How to Add SAST Scanning to a CI Pipeline
Add a SAST scanner such as Semgrep to CI, scope it to pull requests, fail the build on high-severity findings, and upload SARIF so issues appear inline in code review. Includes triage guidance.
What and why
Static Application Security Testing (SAST) analyzes source code for vulnerabilities (injection, hardcoded secrets, unsafe deserialization) without running it. Running SAST in CI catches issues before they merge, when they are cheapest to fix.
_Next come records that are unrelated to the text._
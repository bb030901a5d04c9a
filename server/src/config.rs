//! Layered configuration: built-in defaults (`config/default.toml`) -> optional
//! `--config <file>` -> process environment (highest precedence), mirroring the
//! teacher's `mcp-server::config::Config` layering but with the spec-named
//! environment variables (§6.3) applied as explicit overrides instead of a
//! `MCP_`-prefixed `Environment` source, since this system's env vars
//! (`SERVICE_PORT`, `DB_CONNECTION`, ...) don't share a common prefix.

use anyhow::{Context, Result};
use config::{Config as ConfigBuilder, File, FileFormat};
use serde::{Deserialize, Serialize};
use std::env;

#[derive(Debug, Deserialize, Serialize, Clone)]
pub struct Config {
    pub database: DatabaseConfig,
    pub server: ServerConfig,
    pub logging: LoggingConfig,
    pub dispatcher: DispatcherConfig,
    pub liveness: LivenessConfig,
    pub rate_limit: RateLimitConfig,
    /// `API_KEY`; absent disables the `X-API-Key` check (local/dev only).
    pub api_key: Option<String>,
}

#[derive(Debug, Deserialize, Serialize, Clone, Copy, PartialEq, Eq)]
#[serde(rename_all = "lowercase")]
pub enum DbConnection {
    Sqlite,
    Mysql,
}

#[derive(Debug, Deserialize, Serialize, Clone)]
pub struct DatabaseConfig {
    pub connection: DbConnection,
    /// `DATABASE_URL`, used when `connection = sqlite`.
    pub url: Option<String>,
    pub host: Option<String>,
    pub port: Option<u16>,
    pub name: Option<String>,
    pub user: Option<String>,
    pub password: Option<String>,
    pub max_connections: u32,
    pub connection_timeout: u64,
}

#[derive(Debug, Deserialize, Serialize, Clone)]
pub struct ServerConfig {
    pub port: u16,
}

#[derive(Debug, Deserialize, Serialize, Clone)]
pub struct LoggingConfig {
    pub level: String,
    pub format: LogFormat,
}

#[derive(Debug, Deserialize, Serialize, Clone, Copy, PartialEq, Eq)]
#[serde(rename_all = "lowercase")]
pub enum LogFormat {
    Pretty,
    Json,
    Compact,
}

#[derive(Debug, Deserialize, Serialize, Clone)]
pub struct DispatcherConfig {
    pub wait_seconds: u64,
    pub waiter_cap_per_project: usize,
}

#[derive(Debug, Deserialize, Serialize, Clone)]
pub struct LivenessConfig {
    pub agent_online_window_seconds: i64,
    pub agent_recent_window_seconds: i64,
    pub service_stale_seconds: i64,
}

#[derive(Debug, Deserialize, Serialize, Clone)]
pub struct RateLimitConfig {
    pub limit: u32,
    pub period_seconds: u32,
}

impl Config {
    pub fn from_env() -> Result<Self> {
        let builder = ConfigBuilder::builder().add_source(File::from_str(
            include_str!("../config/default.toml"),
            FileFormat::Toml,
        ));
        let config = builder.build().context("failed to build configuration")?;
        let mut result: Config = config
            .try_deserialize()
            .context("failed to deserialize configuration")?;
        Self::apply_standard_env_vars(&mut result);
        Ok(result)
    }

    pub fn from_file(path: &str) -> Result<Self> {
        let builder = ConfigBuilder::builder()
            .add_source(File::from_str(
                include_str!("../config/default.toml"),
                FileFormat::Toml,
            ))
            .add_source(File::with_name(path).required(false).format(FileFormat::Toml));
        let config = builder
            .build()
            .context("failed to build configuration from file")?;
        let mut result: Config = config
            .try_deserialize()
            .context("failed to deserialize configuration from file")?;
        Self::apply_standard_env_vars(&mut result);
        Ok(result)
    }

    /// Apply the spec-named environment variables (§6.3) as overrides over
    /// whatever the file-based layers produced, exactly the way the
    /// teacher's `apply_standard_env_vars` applies `DATABASE_URL`/
    /// `LISTEN_ADDR`/`LOG_LEVEL`.
    fn apply_standard_env_vars(config: &mut Config) {
        if let Ok(port) = env::var("SERVICE_PORT") {
            if let Ok(parsed) = port.parse() {
                config.server.port = parsed;
            }
        }
        if let Ok(conn) = env::var("DB_CONNECTION") {
            config.database.connection = match conn.to_lowercase().as_str() {
                "mysql" => DbConnection::Mysql,
                _ => DbConnection::Sqlite,
            };
        }
        if let Ok(url) = env::var("DATABASE_URL") {
            config.database.url = Some(url);
        }
        if let Ok(host) = env::var("DB_HOST") {
            config.database.host = Some(host);
        }
        if let Ok(port) = env::var("DB_PORT") {
            config.database.port = port.parse().ok();
        }
        if let Ok(name) = env::var("DB_NAME") {
            config.database.name = Some(name);
        }
        if let Ok(user) = env::var("DB_USER") {
            config.database.user = Some(user);
        }
        if let Ok(password) = env::var("DB_PASSWORD") {
            config.database.password = Some(password);
        }
        if let Ok(key) = env::var("API_KEY") {
            config.api_key = Some(key);
        }
        if let Ok(limit) = env::var("API_RATE_LIMIT") {
            if let Ok(parsed) = limit.parse() {
                config.rate_limit.limit = parsed;
            }
        }
        if let Ok(period) = env::var("API_RATE_LIMIT_PERIOD") {
            if let Ok(parsed) = period.parse() {
                config.rate_limit.period_seconds = parsed;
            }
        }
        if let Ok(wait) = env::var("DISPATCHER_WAIT_SECONDS") {
            if let Ok(parsed) = wait.parse() {
                config.dispatcher.wait_seconds = parsed;
            }
        }
        if let Ok(window) = env::var("AGENT_ONLINE_WINDOW_SECONDS") {
            if let Ok(parsed) = window.parse() {
                config.liveness.agent_online_window_seconds = parsed;
            }
        }
        if let Ok(window) = env::var("AGENT_RECENT_WINDOW_SECONDS") {
            if let Ok(parsed) = window.parse() {
                config.liveness.agent_recent_window_seconds = parsed;
            }
        }
        if let Ok(stale) = env::var("SERVICE_STALE_SECONDS") {
            if let Ok(parsed) = stale.parse() {
                config.liveness.service_stale_seconds = parsed;
            }
        }
        if let Ok(cap) = env::var("WAITER_CAP_PER_PROJECT") {
            if let Ok(parsed) = cap.parse() {
                config.dispatcher.waiter_cap_per_project = parsed;
            }
        }
        if let Ok(level) = env::var("LOG_LEVEL") {
            config.logging.level = level;
        } else if let Ok(level) = env::var("RUST_LOG") {
            config.logging.level = level;
        }
        if let Ok(format) = env::var("LOG_FORMAT") {
            config.logging.format = match format.to_lowercase().as_str() {
                "json" => LogFormat::Json,
                "compact" => LogFormat::Compact,
                _ => LogFormat::Pretty,
            };
        }
    }

    /// Resolved SQLite database URL, falling back to a per-project default
    /// under the current directory when none is configured.
    pub fn database_url(&self) -> String {
        match &self.database.url {
            Some(url) => url.clone(),
            None => "sqlite://./coordinator.sqlite".to_string(),
        }
    }

    pub fn server_address(&self) -> String {
        format!("0.0.0.0:{}", self.server.port)
    }

    pub fn validate(&self) -> Result<()> {
        match self.logging.level.to_lowercase().as_str() {
            "trace" | "debug" | "info" | "warn" | "error" => {}
            other => {
                return Err(anyhow::anyhow!(
                    "invalid log level: {other}. must be one of: trace, debug, info, warn, error"
                ));
            }
        }
        if self.database.connection == DbConnection::Mysql {
            return Err(anyhow::anyhow!(
                "DB_CONNECTION=mysql is declared but not implemented in this build; only sqlite ships"
            ));
        }
        if self.server.port == 0 {
            return Err(anyhow::anyhow!("server port cannot be 0"));
        }
        if self.database.max_connections == 0 {
            return Err(anyhow::anyhow!("database max_connections must be greater than 0"));
        }
        Ok(())
    }
}

#[cfg(test)]
mod tests {
    use super::*;

    #[test]
    fn defaults_load_and_validate() {
        let config = Config::from_env().expect("default config loads");
        assert_eq!(config.server.port, 6969);
        assert_eq!(config.dispatcher.wait_seconds, 180);
        assert_eq!(config.liveness.service_stale_seconds, 90);
        config.validate().expect("default config is valid");
    }

    #[test]
    fn database_url_falls_back_to_default() {
        let config = Config::from_env().unwrap();
        assert!(config.database_url().starts_with("sqlite://"));
    }

    #[test]
    fn invalid_log_level_fails_validation() {
        let mut config = Config::from_env().unwrap();
        config.logging.level = "noisy".to_string();
        assert!(config.validate().is_err());
    }

    #[test]
    fn mysql_connection_is_declared_but_unimplemented() {
        let mut config = Config::from_env().unwrap();
        config.database.connection = DbConnection::Mysql;
        assert!(config.validate().is_err());
    }
}
#[derive(Default)]
struct Inner {
    projects: HashMap<i64, Project>,
    agents: HashMap<(i64, String), Agent>,
    epics: HashMap<i64, Epic>,
    features: HashMap<i64, Feature>,
    tasks: HashMap<i64, Task>,
    comments: HashMap<i64, TaskComment>,
    documents: HashMap<i64, Document>,
    mentions: HashMap<i64, Mention>,
    services: HashMap<(i64, String), Service>,
    changelog: Vec<ChangelogEntry>,
}

/// Thread-safe in-memory [`Store`]. Intended for unit/contract tests; not
/// persistent and not meant to be shared across processes.
pub struct InMemoryStore {
    inner: Mutex<Inner>,
    next_id: AtomicI64,
    clock: MonotonicClock,
}

impl Default for InMemoryStore {
    fn default() -> Self {
        Self::new()
    }
}

impl InMemoryStore {
    pub fn new() -> Self {
        Self {
            inner: Mutex::new(Inner::default()),
            next_id: AtomicI64::new(1),
            clock: MonotonicClock::new(),
        }
    }

    fn alloc_id(&self) -> i64 {
        self.next_id.fetch_add(1, Ordering::SeqCst)
    }

    fn push_changelog(
        &self,
        inner: &mut Inner,
        project_id: i64,
        kind: ChangeKind,
        ref_id: &str,
        actor_agent_id: Option<&str>,
        detail: serde_json::Value,
    ) -> ChangelogEntry {
        let entry = ChangelogEntry {
            id: self.alloc_id(),
            project_id,
            kind,
            ref_id: ref_id.to_string(),
            actor_agent_id: actor_agent_id.map(str::to_string),
            created_at: self.clock.now(),
            detail,
        };
        inner.changelog.push(entry.clone());
        entry
    }
}
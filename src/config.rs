use std::str::FromStr;
use std::time::Duration;

use crate::entities::SquadComposition;

/// The overall public league every manager is enrolled in.
pub const OVERALL_LEAGUE_ID: u32 = 314;

/// Run-wide knobs. Defaults mirror the provider's game rules (1000
/// budget units, at most 3 players per club, 2/5/5/3 squad shape) and
/// the sampling behaviour of the leaderboard scan.
#[derive(Debug, Clone)]
pub struct PipelineConfig {
    pub budget: u32,
    pub max_per_club: usize,
    pub composition: SquadComposition,
    pub league_id: u32,
    /// Leaderboard pages scanned for the sampled manager population.
    pub standings_pages: u32,
    /// Hard cap on the sampled population regardless of page size.
    pub max_managers: usize,
    /// Mandatory pause between per-manager picks fetches (rate limit).
    pub fetch_delay: Duration,
    pub ownership_weight: f64,
    pub solver_timeout: Duration,
}

impl Default for PipelineConfig {
    fn default() -> Self {
        Self {
            budget: 1000,
            max_per_club: 3,
            composition: SquadComposition::default(),
            league_id: OVERALL_LEAGUE_ID,
            standings_pages: 5,
            max_managers: 250,
            fetch_delay: Duration::from_secs(2),
            ownership_weight: 0.4,
            solver_timeout: Duration::from_secs(30),
        }
    }
}

impl PipelineConfig {
    /// Defaults with environment overrides; unparseable values fall back
    /// silently like the rest of the env knobs in this crate.
    pub fn from_env() -> Self {
        let defaults = Self::default();
        Self {
            budget: env_parse("FPL_BUDGET").unwrap_or(defaults.budget),
            max_per_club: env_parse("FPL_MAX_PER_CLUB").unwrap_or(defaults.max_per_club),
            composition: defaults.composition,
            league_id: env_parse("FPL_LEAGUE_ID").unwrap_or(defaults.league_id),
            standings_pages: env_parse("FPL_STANDINGS_PAGES").unwrap_or(defaults.standings_pages),
            max_managers: env_parse("FPL_MAX_MANAGERS").unwrap_or(defaults.max_managers),
            fetch_delay: env_parse("FPL_FETCH_DELAY_SECS")
                .map(Duration::from_secs)
                .unwrap_or(defaults.fetch_delay),
            ownership_weight: env_parse("FPL_OWNERSHIP_WEIGHT")
                .unwrap_or(defaults.ownership_weight),
            solver_timeout: env_parse("FPL_SOLVER_TIMEOUT_SECS")
                .map(Duration::from_secs)
                .unwrap_or(defaults.solver_timeout),
        }
    }
}

fn env_parse<T: FromStr>(key: &str) -> Option<T> {
    std::env::var(key).ok().and_then(|val| val.trim().parse().ok())
}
SARIF is the standard format that lets results show up as inline annotations in code review.
Prerequisites
- A code repository.
- A CI provider (GitHub Actions, GitLab CI).
- Basic YAML familiarity.
Steps
1. Choose a SAST tool
Semgrep is language-agnostic and rule-driven; CodeQL is deep and integrates with GitHub; language-specific tools (Bandit for Python, gosec for Go) are lightweight. This example uses Semgrep.
2. Add a scan job to CI
GitHub Actions:
name: sast
on: [pull_request]
jobs:
semgrep:
runs-on: ubuntu-latest
steps:
- uses: actions/checkout@v4
- uses: returntocorp/semgrep-action@v1
with:
config: p/default
3. Run on pull requests
Scoping the trigger to pull_request scans only changed code on PRs, keeping feedback fast. Add a scheduled full scan for a complete baseline.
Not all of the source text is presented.